Thursday 21 April 2011

Hot Cross Buns

"The flesh, alas, is wearied; and I have read all the books there are".  Stephane Mallarme (1842-1898), Brise Marin

Every Good Friday since 2007, I've made a batch of Hot Cross Buns.  I've used three difference recipes - hand baked buns from Jane Grigson's English Food, a recipe from Leith's Cookery Bible and I've also dug out my old breadmaker (long retired after heavy service) to prove a dough that then can be shaped into the buns.  I have to say, all of these come out pretty well.  The thing I struggle with is the cross!

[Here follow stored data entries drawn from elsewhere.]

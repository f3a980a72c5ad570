//! Gathers status rows for every repository and workspace under the home
//! directory, and fetches the same report from remote hosts.

use std::fs;
use std::path::{Path, PathBuf};

use crate::context::Context;
use crate::status::{self, BranchStatus};
use crate::{remote, vcs, workspace};

/// Command that produces a host's local report.
pub const REMOTE_STATUS_COMMAND: &str = "sweatshop status --local";

/// Engineering areas are the `eng*` directories directly under home.
pub fn eng_areas(home: &Path) -> Vec<(String, PathBuf)> {
    sorted_subdirs(home)
        .into_iter()
        .filter(|(name, _)| name.starts_with("eng"))
        .collect()
}

/// Directory children sorted by name. Unreadable directories are empty.
pub fn sorted_subdirs(dir: &Path) -> Vec<(String, PathBuf)> {
    let Ok(read_dir) = fs::read_dir(dir) else {
        return Vec::new();
    };
    let mut dirs: Vec<(String, PathBuf)> = read_dir
        .filter_map(|entry| entry.ok())
        .map(|entry| entry.path())
        .filter(|path| path.is_dir())
        .filter_map(|path| {
            let name = path.file_name()?.to_string_lossy().to_string();
            Some((name, path))
        })
        .collect();
    dirs.sort();
    dirs
}

fn branch_status(ctx: &Context, repo_label: &str, dir: &Path) -> BranchStatus {
    let branch = vcs::current_branch(ctx.vcs, dir)
        .ok()
        .filter(|b| !b.is_empty())
        .unwrap_or_else(|| "(detached)".to_string());
    let dirty = status::summarize_dirty(&vcs::status_porcelain(ctx.vcs, dir));
    let upstream = vcs::upstream(ctx.vcs, dir);
    let (ahead, behind) = match upstream {
        Some(_) => vcs::ahead_behind(ctx.vcs, dir),
        None => (0, 0),
    };
    let modified = fs::metadata(dir).and_then(|m| m.modified()).ok();
    BranchStatus {
        repo: repo_label.to_string(),
        branch,
        dirty: if dirty.is_empty() { "clean".to_string() } else { dirty },
        remote: status::remote_marker(upstream.as_deref(), ahead, behind),
        last_commit: vcs::last_commit(ctx.vcs, dir),
        last_modified: status::format_time_ago(modified),
    }
}

/// One row per canonical repository followed by one per workspace of it.
pub fn local_rows(ctx: &Context) -> Vec<BranchStatus> {
    let home = &ctx.config.home;
    let mut rows = Vec::new();
    for (area, area_path) in eng_areas(home) {
        for (repo, repo_path) in sorted_subdirs(&area_path.join("repos")) {
            let label = format!("{area}/repos/{repo}");
            rows.push(branch_status(ctx, &label, &repo_path));
            for (_, ws_path) in sorted_subdirs(&area_path.join("worktrees").join(&repo)) {
                if workspace::is_worktree(&ws_path) {
                    rows.push(branch_status(ctx, &label, &ws_path));
                }
            }
        }
    }
    rows
}

/// Each reachable host's report, in host order.
pub fn remote_reports(ctx: &Context) -> Vec<(String, String)> {
    remote::collect(ctx.remote, &ctx.config.remote_hosts, REMOTE_STATUS_COMMAND)
}
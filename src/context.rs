use crate::config::Config;
use crate::remote::RemoteExec;
use crate::session::Session;
use crate::vcs::Vcs;

/// Resolved configuration plus the external tools a command talks to.
pub struct Context<'a> {
    pub config: &'a Config,
    pub vcs: &'a dyn Vcs,
    pub session: &'a dyn Session,
    pub remote: &'a dyn RemoteExec,
}
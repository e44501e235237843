//! Per-operation options shared by the CRUD pipelines.

/// Options accepted by every document operation.
///
/// The flags mirror the wire-level query parameters; defaults are all off.
#[derive(Debug, Clone, Copy)]
pub struct OperationOptions {
    /// Wait for the write to be synced to disk before returning.
    pub wait_for_sync: bool,
    /// Skip revision checks on read/update/replace/remove.
    pub ignore_revs: bool,
    /// Include the previous document body (`old`) in the result.
    pub return_old: bool,
    /// Include the new document body (`new`) in the result.
    pub return_new: bool,
    /// Suppress result bodies entirely.
    pub silent: bool,
    /// Keep attributes that are set to null when patching (update only).
    pub keep_null: bool,
}

impl OperationOptions {
    /// Options with every flag off except `keep_null`, which defaults on.
    #[must_use]
    pub const fn new() -> Self {
        Self {
            wait_for_sync: false,
            ignore_revs: false,
            return_old: false,
            return_new: false,
            silent: false,
            keep_null: true,
        }
    }
}

impl Default for OperationOptions {
    fn default() -> Self {
        Self::new()
    }
}
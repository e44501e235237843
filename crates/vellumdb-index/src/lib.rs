//! Index capability surface for VellumDB.
//!
//! Collections own a registry of indexes; the transaction façade consumes
//! them uniformly through this crate: descriptor access, filter/sort cost
//! estimation, condition specialization, and key iteration. The primary
//! index is always present.

#![deny(clippy::unwrap_used)]

pub mod descriptor;
pub mod handle;
pub mod index;
pub mod iterator;
pub mod keys;

pub use descriptor::{validate_index_id, IndexDescriptor, IndexType};
pub use handle::IndexHandle;
pub use index::{external_sort_cost, FilterCosts, Index, SortCosts};
pub use iterator::IndexIterator;
pub use keys::SortKey;

use std::sync::Arc;

use vellumdb_core::{Error, ErrorCode, Result, Value};

/// Construct an index from a wire descriptor value.
///
/// This is the coordinator-side path: the cluster plan carries descriptors,
/// and planning needs live capability objects without any entries behind
/// them.
pub fn index_from_descriptor(value: &Value) -> Result<Arc<Index>> {
    let descriptor = IndexDescriptor::from_value(value).ok_or_else(|| {
        Error::with_message(ErrorCode::Internal, "invalid index descriptor")
    })?;
    Ok(Arc::new(Index::new(descriptor)))
}
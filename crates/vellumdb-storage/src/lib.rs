//! Storage-layer primitives for VellumDB.
//!
//! The façade crate builds on three things from here: the shared
//! [`TransactionState`] (status, collection bindings, lock bookkeeping),
//! in-memory [`DocumentCollection`]s with index maintenance and revision
//! checks, and the scoped resources around them (ditches, follower sets,
//! collection locks).
//!
//! On-disk engines and their datafile layout are out of scope; this crate is
//! the reference engine the façade is written against.

#![deny(clippy::unwrap_used)]

pub mod collection;
pub mod ditch;
pub mod followers;
pub mod lock;
pub mod transaction;

pub use collection::{
    expected_revision, CollectionType, DocumentCollection, DocumentWrite, StoredDocument,
    WriteError,
};
pub use ditch::DocumentDitch;
pub use followers::FollowerInfo;
pub use lock::CollectionLock;
pub use transaction::{
    AccessType, TransactionCollection, TransactionHints, TransactionState, TransactionStatus,
};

I've taken to adding the cross after the final proving so that it's the same size as the bun (adding it before the final rise was my first mistake in 2007) but I still can't seem to get it quite right.  I think that people assume that a cross is shortcut pastry but there seem to be plenty of alternatives including; a knife slash, almond paste (marzipan) or a paste of water and flour that can be piped.  I tried the water/ flour  last year and it was very bland and a bit of a faff.  This year I tried home made almond marzipan paste.  I'd made this before at Christmas and again, it is completely different to the shop bought yellow marzipan.  I grinded whole almonds in a blender, added icing sugar, a whisked egg and lemon juice and then kneaded.  I sliced thin stips off and rolled them out with my hand to create crude crosses.  I had been hoping that they would blend into the dough, but they didn't and were a little crumbly and crude looking when the buns came out the oven.  They tasted delicious though.  I might make some more tomorrow and this time flattened the almond paste into strips (akin to shortcrust pasty) to go for a neater look.  I also did the daft mistake today (in my keenness to get the crosses on) of not glazing the buns in egg and milk until after the crosses were on.  This interfered with the crosses and made it unnecessarily fiddly.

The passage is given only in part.